Il est grand temps que soit réorientée la politique étrangère française et européenne à l’égard du bloc arabo‐musulman.

L’élection de François Hollande, qui n’a cependant évoqué pour le moment qu’un retrait plus rapide des troupes françaises d’Afghanistan, peut être le déclic salvateur.

Car le vrai danger qui menace le Moyen‐Orient actuel ne vient pas des vieilles dictatures à la Assad, mais de la possible constitution de deux camps antagonistes chiites et sunnites, aussi radicaux l’un que l’autre, constitution qui ne servira à terme que les intérêts russes, chinois ou américains qui en ont fait leur terrain de confrontation de prédilection, notamment pour le contrôle des ressources d’hydrocarbures.

La France et l’Europe n’ont qu’un intérêt faible à y soutenir la stratégie américaine.

Non seulement elles risquent, en adoptant ce rôle supplétif, d’y être marginalisées, mais encore leur longue histoire avec ces pays où se décide l’avenir du monde sera passée par pertes et profits.

Elles n’ont aucun intérêt à ce que la prédiction du choc des civilisations s’auto‐réalise dans cette région du monde qui est à leurs portes.

Les populations, et les minorités au premier chef qui constituent encore le sel de ces nations, souffriront violemment de l’établissement de ce nouvel ordre islamiste, même repeint aux couleurs clinquantes de la modernité qatari.

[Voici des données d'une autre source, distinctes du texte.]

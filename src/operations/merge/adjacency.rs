use std::collections::HashMap;

use crate::math::Point2;

use super::VertexKeyMode;

/// Hashable identity of a vertex.
#[derive(Debug, Clone, Copy, PartialEq, Eq, Hash, PartialOrd, Ord)]
pub(super) enum VertexKey {
    /// Raw coordinate bits; `-0.0` is folded into `0.0`.
    Exact(u64, u64),
    /// Coordinates rounded to a multiple of the snapping tolerance.
    Snapped(i64, i64),
}

/// `2^63`: grid indices must stay strictly below this magnitude to fit `i64`.
const GRID_LIMIT: f64 = 9_223_372_036_854_775_808.0;

impl VertexKey {
    /// Builds the key for `p`.
    ///
    /// A point whose snapped grid index would not fit in `i64` is keyed
    /// exactly, so it can only join points with identical coordinates.
    pub(super) fn new(p: &Point2, mode: VertexKeyMode) -> Self {
        if let VertexKeyMode::Snapped { tolerance } = mode {
            if tolerance.is_finite() && tolerance > 0.0 {
                if let (Some(x), Some(y)) = (grid_index(p.x, tolerance), grid_index(p.y, tolerance))
                {
                    return Self::Snapped(x, y);
                }
            }
        }
        Self::Exact(exact_bits(p.x), exact_bits(p.y))
    }
}

#[allow(clippy::cast_possible_truncation)]
fn grid_index(v: f64, tolerance: f64) -> Option<i64> {
    let q = (v / tolerance).round();
    (q.is_finite() && q.abs() < GRID_LIMIT).then(|| q as i64)
}

#[allow(clippy::float_cmp)]
fn exact_bits(v: f64) -> u64 {
    if v == 0.0 {
        0.0_f64.to_bits()
    } else {
        v.to_bits()
    }
}

/// Undirected edge identity: the sorted pair of endpoint keys.
pub(super) fn edge_id(a: VertexKey, b: VertexKey) -> (VertexKey, VertexKey) {
    if a <= b {
        (a, b)
    } else {
        (b, a)
    }
}

/// Vertex adjacency map preserving insertion order.
#[derive(Debug, Default)]
pub(super) struct AdjacencyGraph {
    order: Vec<VertexKey>,
    positions: HashMap<VertexKey, Point2>,
    neighbors: HashMap<VertexKey, Vec<VertexKey>>,
}

impl AdjacencyGraph {
    /// Records both directions of the undirected edge between `a` and `b`.
    pub(super) fn add_edge(&mut self, a: (VertexKey, Point2), b: (VertexKey, Point2)) {
        self.touch(a);
        self.touch(b);
        self.neighbors.entry(a.0).or_default().push(b.0);
        self.neighbors.entry(b.0).or_default().push(a.0);
    }

    fn touch(&mut self, (key, point): (VertexKey, Point2)) {
        if !self.positions.contains_key(&key) {
            self.positions.insert(key, point);
            self.order.push(key);
        }
    }

    /// Number of adjacency entries recorded for `key`.
    pub(super) fn degree(&self, key: VertexKey) -> usize {
        self.neighbors.get(&key).map_or(0, Vec::len)
    }

    /// Adjacent keys in insertion order.
    pub(super) fn neighbors(&self, key: VertexKey) -> &[VertexKey] {
        self.neighbors.get(&key).map(Vec::as_slice).unwrap_or_default()
    }

    /// First coordinate seen for `key`.
    pub(super) fn position(&self, key: VertexKey) -> Option<Point2> {
        self.positions.get(&key).copied()
    }

    /// First vertex, in insertion order, with exactly one adjacency.
    pub(super) fn first_endpoint(&self) -> Option<VertexKey> {
        self.order.iter().copied().find(|&k| self.degree(k) == 1)
    }

    pub(super) fn vertex_count(&self) -> usize {
        self.order.len()
    }
}

#[cfg(test)]
mod tests {
    use super::*;

    fn key(x: f64, y: f64) -> (VertexKey, Point2) {
        let p = Point2::new(x, y);
        (VertexKey::new(&p, VertexKeyMode::Exact), p)
    }

    #[test]
    fn negative_zero_matches_zero() {
        assert_eq!(key(0.0, 1.0).0, key(-0.0, 1.0).0);
    }

    #[test]
    fn exact_keys_distinguish_tiny_offsets() {
        assert_ne!(key(0.1 + 0.2, 0.0).0, key(0.3, 0.0).0);
    }

    #[test]
    fn snapped_keys_merge_tiny_offsets() {
        let mode = VertexKeyMode::Snapped { tolerance: 1e-6 };
        let a = VertexKey::new(&Point2::new(0.1 + 0.2, 0.0), mode);
        let b = VertexKey::new(&Point2::new(0.3, 0.0), mode);
        assert_eq!(a, b);
    }

    #[test]
    fn non_positive_tolerance_falls_back_to_exact() {
        let p = Point2::new(1.0, 2.0);
        let k = VertexKey::new(&p, VertexKeyMode::Snapped { tolerance: 0.0 });
        assert!(matches!(k, VertexKey::Exact(..)));
    }

    #[test]
    fn overflowing_grid_falls_back_to_exact() {
        let mode = VertexKeyMode::Snapped { tolerance: 1e-18 };
        let a = VertexKey::new(&Point2::new(10.0, 10.0), mode);
        let b = VertexKey::new(&Point2::new(20.0, 10.0), mode);
        assert!(matches!(a, VertexKey::Exact(..)));
        assert_ne!(a, b);
    }

    #[test]
    fn small_coordinates_still_snap_with_tiny_tolerance() {
        let mode = VertexKeyMode::Snapped { tolerance: 1e-18 };
        let k = VertexKey::new(&Point2::new(1e-3, -2e-3), mode);
        assert!(matches!(k, VertexKey::Snapped(..)));
    }

    #[test]
    fn edge_id_is_order_independent() {
        let a = key(0.0, 0.0).0;
        let b = key(1.0, 0.0).0;
        assert_eq!(edge_id(a, b), edge_id(b, a));
    }

    #[test]
    fn degrees_and_endpoint() {
        let mut g = AdjacencyGraph::default();
        g.add_edge(key(0.0, 0.0), key(1.0, 0.0));
        g.add_edge(key(1.0, 0.0), key(1.0, 1.0));
        assert_eq!(g.vertex_count(), 3);
        assert_eq!(g.degree(key(1.0, 0.0).0), 2);
        assert_eq!(g.first_endpoint(), Some(key(0.0, 0.0).0));
        assert_eq!(g.neighbors(key(1.0, 0.0).0), &[key(0.0, 0.0).0, key(1.0, 1.0).0]);
    }
}
use std::io::Cursor;
use std::path::Path;

use dxf::entities::EntityType;
use dxf::Drawing;
use tracing::debug;

use crate::error::{ExportError, Result};
use crate::math::Point2;
use crate::operations::merge::LineEntity;

/// Loads every LINE entity of a DXF file, in file order.
///
/// Other entity types are ignored. Z coordinates are dropped.
///
/// # Errors
///
/// Returns `ExportError::ReadFailure` if the file cannot be read, or
/// `ExportError::Dxf` if it does not parse.
pub fn read_line_entities(path: impl AsRef<Path>) -> Result<Vec<LineEntity>> {
    let path = path.as_ref();
    let bytes = std::fs::read(path).map_err(|source| ExportError::ReadFailure {
        path: path.to_path_buf(),
        source,
    })?;
    let drawing = Drawing::load(&mut Cursor::new(bytes)).map_err(ExportError::from)?;
    Ok(line_entities(&drawing))
}

/// Extracts the LINE entities of an in-memory drawing.
#[must_use]
pub fn line_entities(drawing: &Drawing) -> Vec<LineEntity> {
    let mut skipped = 0_usize;
    let lines: Vec<LineEntity> = drawing
        .entities()
        .filter_map(|entity| match &entity.specific {
            EntityType::Line(line) => Some(LineEntity::line(
                entity.common.layer.clone(),
                Point2::new(line.p1.x, line.p1.y),
                Point2::new(line.p2.x, line.p2.y),
            )),
            _ => {
                skipped += 1;
                None
            }
        })
        .collect();
    if skipped > 0 {
        debug!(skipped, "ignored non-line entities");
    }
    lines
}
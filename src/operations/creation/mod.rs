mod make_shirt_pattern;

pub use make_shirt_pattern::{generate_segments, MakeShirtPattern, PatternParams};
/// 2D cubic Bezier evaluation.
///
/// `B(t) = (1-t)³·p0 + 3(1-t)²t·c1 + 3(1-t)t²·c2 + t³·p3`
use super::{Point2, Vector2};

/// Returns the affine combination `Σ wᵢ·pᵢ` of the given points.
///
/// The weights are expected to sum to one; no normalization is applied.
#[must_use]
pub fn weighted_sum(points: &[Point2], weights: &[f64]) -> Point2 {
    let coords = points
        .iter()
        .zip(weights)
        .fold(Vector2::zeros(), |acc, (p, w)| acc + p.coords * *w);
    Point2::from(coords)
}

/// Returns the four Bernstein weights of a cubic at parameter `t`.
#[must_use]
pub fn cubic_bernstein(t: f64) -> [f64; 4] {
    let s = 1.0 - t;
    [s * s * s, 3.0 * s * s * t, 3.0 * s * t * t, t * t * t]
}

/// Evaluates a cubic Bezier curve at parameter `t`.
#[must_use]
pub fn cubic_bezier_point(p0: &Point2, c1: &Point2, c2: &Point2, p3: &Point2, t: f64) -> Point2 {
    weighted_sum(&[*p0, *c1, *c2, *p3], &cubic_bernstein(t))
}
mod flatten_bezier;

pub use flatten_bezier::{flatten, flatten_segment, FlattenBezier};

use serde::{Deserialize, Serialize};

/// Default number of samples taken along a Bezier curve.
pub const DEFAULT_FLATTEN_STEPS: usize = 20;

/// Parameters controlling Bezier flattening.
#[derive(Debug, Clone, Copy, PartialEq, Eq, Serialize, Deserialize)]
#[serde(default)]
pub struct FlattenParams {
    /// Number of evenly spaced samples over `t ∈ [0, 1]`, endpoints included.
    pub steps: usize,
}

impl Default for FlattenParams {
    fn default() -> Self {
        Self {
            steps: DEFAULT_FLATTEN_STEPS,
        }
    }
}
pub mod bezier_2d;

/// 2D point type.
pub type Point2 = nalgebra::Point2<f64>;

/// 2D vector type.
pub type Vector2 = nalgebra::Vector2<f64>;
use std::fs;
use std::io::Write;
use std::path::{Path, PathBuf};

use dxf::entities::{Entity, EntityType, Line};
use dxf::Drawing;
use serde::{Deserialize, Serialize};
use tempfile::NamedTempFile;
use tracing::info;
use uuid::Uuid;

use crate::error::{ExportError, Result, TessellationError};
use crate::geometry::{Segment, SegmentKind};
use crate::math::Point2;
use crate::operations::creation::{generate_segments, PatternParams};
use crate::tessellation::{flatten_segment, FlattenParams};

use super::payload::{validate_records, SegmentRecord};

/// Layer every exported entity is placed on unless configured otherwise.
pub const DEFAULT_LAYER: &str = "0";

/// Parameters controlling drawing export.
#[derive(Debug, Clone, PartialEq, Eq, Serialize, Deserialize)]
#[serde(default)]
pub struct ExportParams {
    /// Layer name assigned to every LINE entity.
    pub layer: String,
    /// Bezier flattening quality.
    pub flatten: FlattenParams,
}

impl Default for ExportParams {
    fn default() -> Self {
        Self {
            layer: DEFAULT_LAYER.to_owned(),
            flatten: FlattenParams::default(),
        }
    }
}

/// Builds an in-memory drawing with one LINE entity per straight piece.
///
/// Lines become a single entity; Beziers are flattened and contribute one
/// entity per pair of consecutive samples.
#[must_use]
pub fn build_drawing(segments: &[Segment], params: &ExportParams) -> Drawing {
    let mut drawing = Drawing::new();
    for segment in segments {
        let points = flatten_segment(segment, params.flatten);
        for pair in points.windows(2) {
            drawing.add_entity(line_entity(pair[0], pair[1], &params.layer));
        }
    }
    drawing
}

fn line_entity(a: Point2, b: Point2, layer: &str) -> Entity {
    let line = Line::new(
        dxf::Point::new(a.x, a.y, 0.0),
        dxf::Point::new(b.x, b.y, 0.0),
    );
    let mut entity = Entity::new(EntityType::Line(line));
    entity.common.layer = layer.to_owned();
    entity
}

/// Writes `segments` to a DXF file at `path` and returns its absolute path.
///
/// The drawing is fully serialized before the destination is touched and is
/// moved into place atomically, so a failure never leaves a partial file.
///
/// # Errors
///
/// Returns `TessellationError::InvalidParameters` if a Bezier is present and
/// fewer than 2 flattening steps are configured, `ExportError::Dxf` if
/// serialization fails, or `ExportError::WriteFailure` if the path cannot be
/// resolved, a parent directory cannot be created, or the file cannot be
/// written.
pub fn export_segments(
    segments: &[Segment],
    path: impl AsRef<Path>,
    params: &ExportParams,
) -> Result<PathBuf> {
    let steps = params.flatten.steps;
    if steps < 2 && segments.iter().any(|s| s.kind() == SegmentKind::Bezier) {
        return Err(TessellationError::InvalidParameters(format!(
            "at least 2 flattening steps are required for bezier export, got {steps}"
        ))
        .into());
    }

    let drawing = build_drawing(segments, params);
    let mut buffer = Vec::new();
    drawing.save(&mut buffer).map_err(ExportError::from)?;

    let path = path.as_ref();
    let out = std::path::absolute(path).map_err(|source| ExportError::WriteFailure {
        path: path.to_path_buf(),
        source,
    })?;
    write_atomically(&out, &buffer)?;

    info!(
        path = %out.display(),
        entities = drawing.entities().count(),
        "wrote drawing"
    );
    Ok(out)
}

/// Generates the shirt outline for `params` and exports it.
///
/// # Errors
///
/// See [`export_segments`].
pub fn export_pattern(
    params: &PatternParams,
    path: impl AsRef<Path>,
    export: &ExportParams,
) -> Result<PathBuf> {
    export_segments(&generate_segments(params), path, export)
}

/// Validates a client payload and exports it.
///
/// Nothing is written unless the whole payload validates.
///
/// # Errors
///
/// Returns a `PayloadError` for an empty or malformed payload, see
/// [`validate_records`]; otherwise see [`export_segments`].
pub fn export_from_segments(
    records: &[SegmentRecord],
    path: impl AsRef<Path>,
    export: &ExportParams,
) -> Result<PathBuf> {
    let segments = validate_records(records)?;
    export_segments(&segments, path, export)
}

/// Returns `dir/<stem>_<uuid>.dxf`, a collision-free destination for
/// concurrent exports.
#[must_use]
pub fn unique_export_path(dir: impl AsRef<Path>, stem: &str) -> PathBuf {
    dir.as_ref()
        .join(format!("{stem}_{}.dxf", Uuid::new_v4().simple()))
}

fn write_atomically(out: &Path, bytes: &[u8]) -> Result<()> {
    let write_failure = |source| ExportError::WriteFailure {
        path: out.to_path_buf(),
        source,
    };

    let dir = out.parent().unwrap_or_else(|| Path::new("."));
    fs::create_dir_all(dir).map_err(write_failure)?;

    let mut tmp = NamedTempFile::new_in(dir).map_err(write_failure)?;
    tmp.write_all(bytes).map_err(write_failure)?;
    tmp.as_file().sync_all().map_err(write_failure)?;
    tmp.persist(out).map_err(|e| write_failure(e.error))?;
    Ok(())
}

#[cfg(test)]
#[allow(clippy::unwrap_used)]
mod tests {
    use super::*;
    use crate::error::{PayloadError, SeamlineError};
    use crate::io::dxf_import::read_line_entities;
    use crate::io::payload::RecordKind;

    fn line_count(drawing: &Drawing) -> usize {
        drawing
            .entities()
            .filter(|e| matches!(e.specific, EntityType::Line(_)))
            .count()
    }

    fn init_tracing() {
        let _ = tracing_subscriber::fmt()
            .with_env_filter(tracing_subscriber::EnvFilter::from_default_env())
            .with_test_writer()
            .try_init();
    }

    #[test]
    fn default_pattern_has_sixty_lines() {
        let segs = generate_segments(&PatternParams::default());
        let drawing = build_drawing(&segs, &ExportParams::default());
        assert_eq!(line_count(&drawing), 3 + 3 * 19);
    }

    #[test]
    fn flatten_steps_control_entity_count() {
        let segs = generate_segments(&PatternParams::default());
        let params = ExportParams {
            flatten: FlattenParams { steps: 5 },
            ..ExportParams::default()
        };
        assert_eq!(line_count(&build_drawing(&segs, &params)), 3 + 3 * 4);
    }

    #[test]
    fn export_pattern_writes_absolute_existing_path() {
        init_tracing();
        let dir = tempfile::tempdir().unwrap();
        let out = export_pattern(
            &PatternParams::new(100.0, 90.0, 70.0, 40.0),
            dir.path().join("nested/deeper/pattern.dxf"),
            &ExportParams::default(),
        )
        .unwrap();
        assert!(out.is_absolute());
        assert!(out.exists());

        let entities = read_line_entities(&out).unwrap();
        assert_eq!(entities.len(), 60);
        assert!(entities.iter().all(|e| e.layer == DEFAULT_LAYER));
    }

    #[test]
    fn single_line_payload_exports_one_entity() {
        let dir = tempfile::tempdir().unwrap();
        let records = vec![SegmentRecord {
            kind: RecordKind::Line,
            points: Some(vec![[0.0, 0.0], [10.0, 0.0]]),
            label: None,
        }];
        let out =
            export_from_segments(&records, dir.path().join("custom.dxf"), &ExportParams::default())
                .unwrap();

        let entities = read_line_entities(&out).unwrap();
        assert_eq!(entities.len(), 1);
        assert_eq!(entities[0].start, Point2::new(0.0, 0.0));
        assert_eq!(entities[0].end, Point2::new(10.0, 0.0));
    }

    #[test]
    fn empty_payload_creates_no_file() {
        let dir = tempfile::tempdir().unwrap();
        let path = dir.path().join("empty.dxf");
        let err = export_from_segments(&[], &path, &ExportParams::default()).unwrap_err();
        assert!(matches!(
            err,
            SeamlineError::Payload(PayloadError::InvalidSegmentPayload { .. })
        ));
        assert!(!path.exists());
        assert_eq!(fs::read_dir(dir.path()).unwrap().count(), 0);
    }

    #[test]
    fn invalid_record_creates_no_file() {
        let dir = tempfile::tempdir().unwrap();
        let path = dir.path().join("bad.dxf");
        let records = vec![
            SegmentRecord {
                kind: RecordKind::Line,
                points: Some(vec![[0.0, 0.0], [10.0, 0.0]]),
                label: None,
            },
            SegmentRecord {
                kind: RecordKind::Other("spline".to_owned()),
                points: Some(vec![[0.0, 0.0], [10.0, 0.0]]),
                label: None,
            },
        ];
        let err = export_from_segments(&records, &path, &ExportParams::default()).unwrap_err();
        assert!(err.is_client_error());
        assert!(!path.exists());
    }

    #[test]
    fn unwritable_destination_is_a_write_failure() {
        let dir = tempfile::tempdir().unwrap();
        let blocker = dir.path().join("blocker");
        fs::write(&blocker, b"not a directory").unwrap();

        let err = export_pattern(
            &PatternParams::default(),
            blocker.join("pattern.dxf"),
            &ExportParams::default(),
        )
        .unwrap_err();
        assert!(matches!(
            err,
            SeamlineError::Export(ExportError::WriteFailure { .. })
        ));
        assert!(!err.is_client_error());
    }

    #[test]
    fn too_few_steps_reject_curves_before_writing() {
        let dir = tempfile::tempdir().unwrap();
        let path = dir.path().join("out/pattern.dxf");
        for steps in [0, 1] {
            let params = ExportParams {
                flatten: FlattenParams { steps },
                ..ExportParams::default()
            };
            let err = export_pattern(&PatternParams::default(), &path, &params).unwrap_err();
            assert!(matches!(
                err,
                SeamlineError::Tessellation(TessellationError::InvalidParameters(_))
            ));
        }
        assert!(!path.exists());
        assert_eq!(fs::read_dir(dir.path()).unwrap().count(), 0);
    }

    #[test]
    fn too_few_steps_allowed_for_lines_only() {
        let dir = tempfile::tempdir().unwrap();
        let segs = vec![Segment::line(Point2::new(0.0, 0.0), Point2::new(10.0, 0.0))];
        let params = ExportParams {
            flatten: FlattenParams { steps: 1 },
            ..ExportParams::default()
        };
        let out = export_segments(&segs, dir.path().join("lines.dxf"), &params).unwrap();
        assert_eq!(read_line_entities(&out).unwrap().len(), 1);
    }

    #[test]
    fn custom_layer_is_applied() {
        let dir = tempfile::tempdir().unwrap();
        let params = ExportParams {
            layer: "OUTLINE".to_owned(),
            ..ExportParams::default()
        };
        let out = export_pattern(&PatternParams::default(), dir.path().join("p.dxf"), &params)
            .unwrap();
        let entities = read_line_entities(&out).unwrap();
        assert!(entities.iter().all(|e| e.layer == "OUTLINE"));
    }

    #[test]
    fn unique_paths_differ() {
        let a = unique_export_path("/tmp", "custom_pattern");
        let b = unique_export_path("/tmp", "custom_pattern");
        assert_ne!(a, b);
        assert_eq!(a.extension().unwrap(), "dxf");
    }
}
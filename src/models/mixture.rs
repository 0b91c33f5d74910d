use serde::{Deserialize, Serialize};

use super::{Hsla, OutcomeSummary, QuizPrompt, Reagent};

/// A catalog reagent placed in the vessel.
///
/// At most one entry exists per reagent id. `quantity` is unit-less and always
/// within the clamped range enforced by the mixture.
#[derive(Debug, Clone, PartialEq, Serialize, Deserialize)]
pub struct StagedReagent {
    #[serde(flatten)]
    pub reagent: Reagent,
    pub quantity: f64,
}

/// Lifecycle position of a mixture.
///
/// - `Empty`: Nothing staged (initial state, and the state after every reset)
/// - `Staging`: Reagents staged, no resolved reaction
/// - `Reacted`: A benign reaction resolved
/// - `Hazard`: A hazardous reaction resolved; its quiz, if any, is not shown yet
/// - `QuizPending`: The quiz is shown and awaits an answer
/// - `QuizAnswered`: An answer was recorded; acknowledging returns to `Empty`
#[derive(Debug, Clone, Copy, Serialize, Deserialize, PartialEq, Eq)]
#[serde(rename_all = "snake_case")]
pub enum MixturePhase {
    Empty,
    Staging,
    Reacted,
    Hazard,
    QuizPending,
    QuizAnswered,
}

impl MixturePhase {
    pub fn is_resolved(&self) -> bool {
        matches!(
            self,
            Self::Reacted | Self::Hazard | Self::QuizPending | Self::QuizAnswered
        )
    }
}

/// A single solid grain drawn in the vessel.
#[derive(Debug, Clone, PartialEq, Serialize, Deserialize)]
pub struct Particle {
    pub id: String,
    pub color: Hsla,
}

/// Appearance of the vessel, derived purely from the mixture.
#[derive(Debug, Clone, PartialEq, Serialize, Deserialize)]
pub struct VesselVisuals {
    pub liquid_color: Hsla,
    /// Percentage in `0.0..=100.0`.
    pub fill_percent: f64,
    pub particles: Vec<Particle>,
}

/// Read-only view of a mixture handed to the presentation layer.
#[derive(Debug, Clone, PartialEq, Serialize, Deserialize)]
pub struct MixtureSnapshot {
    pub phase: MixturePhase,
    pub generation: u64,
    pub staged: Vec<StagedReagent>,
    pub outcome: Option<OutcomeSummary>,
    pub resulting_product: Option<String>,
    /// Present only while the quiz is shown and unanswered.
    pub quiz: Option<QuizPrompt>,
    pub visuals: VesselVisuals,
}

Au‐delà des insupportables souffrances humaines, le scénario qui se profile est l’occasion pour l’Europe de montrer qu’elle dispose encore d’une diplomatie et d’une influence dans le monde dignes de ce nom, qui ne s’alignent sur aucun des grands blocs autoproclamés, mais qui s’investissent avec réalisme et humanité dans ce grand jeu.